The fortuneteller points behind him, where a long narrow shelf is decorated with hundreds of empty cigarette boxes bearing the Lucky Strikes target logo.

"Lucky Strikes," I say.

"Right," he smiles. "And I," he says, tapping his chest with a finger, "am Mr. Lucky. Name is Mr. Lucky."

He closes his books and says, "Today you lucky, too. How much you think you pay to me?"

"One hundred baht?" I suggest.

"You pay nothing," Mr. Lucky laughs. "Today, no charge."

He stands up and motions me to follow him outside.

"You remember Mr. Lucky your friend," he says, patting my back. "You go home for rich future. Mr. Lucky stays here in Burma. But this I do for friends-ship. I happy for you. Very happy for you."

I think him, tentatively, waiting for the catch.

"You have lucky day," he says.

I take out some crumpled baht from my pocket, but he brushes off the money with a smile. "For friends-ship."

Not sure if I should feel conned (when all I've been taken for is my time), or disappointed (because I wanted a fortuneteller I could believe in), I feel, more than anything else, thoroughly mystified as I walk through the thick, pungent smells of the marketplace and back across the bridge to Thailand, crossing back into a kind of strangeness that after nearly a month in the country is becoming at least familiar.

- - - - - - - - - - - -

On the edge

The next morning starts out gray and turns to hard steady rain. There is nothing left but to go. More places to see. I carry my backpack up Maen Street all the way to the bus stop, ignoring the pleas of chain-smoking tuk-tuk drivers waiting out the storm in the shelter of their vehicles. I look back at the Mekong, dark brown and bubbling in the rain's onslaught. The tops of palm trees whip themselves into swirling frenzies of battered fronds.

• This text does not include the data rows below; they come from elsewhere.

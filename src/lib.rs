pub mod cli;
pub mod config;
pub mod domain;
pub mod error;
pub mod git;
pub mod github;
pub mod outputs;
pub mod publisher;
pub mod resolver;
pub mod skip;
pub mod ui;

pub use error::{Result, TagOnMergeError};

The downpour soaks my clothes, seeps into my skin. I swallow rain as I breathe and lean hard against a monsoon wind. Curtains of rain enfold me, rendering me less and less visible with each step.

On this strange border where people come to disappear, to abandon old lives
and seek out new ones -- new companions, new histories -- I am but the latest departure. Like my new friends Anwar and Hester and even Mr. Lucky, I have been drawn to this place for some
reason. Whether I'm searching, or fleeing, no longer seems to matter, and I
leave Mae Sai without a trace, slipping away into a space between worlds.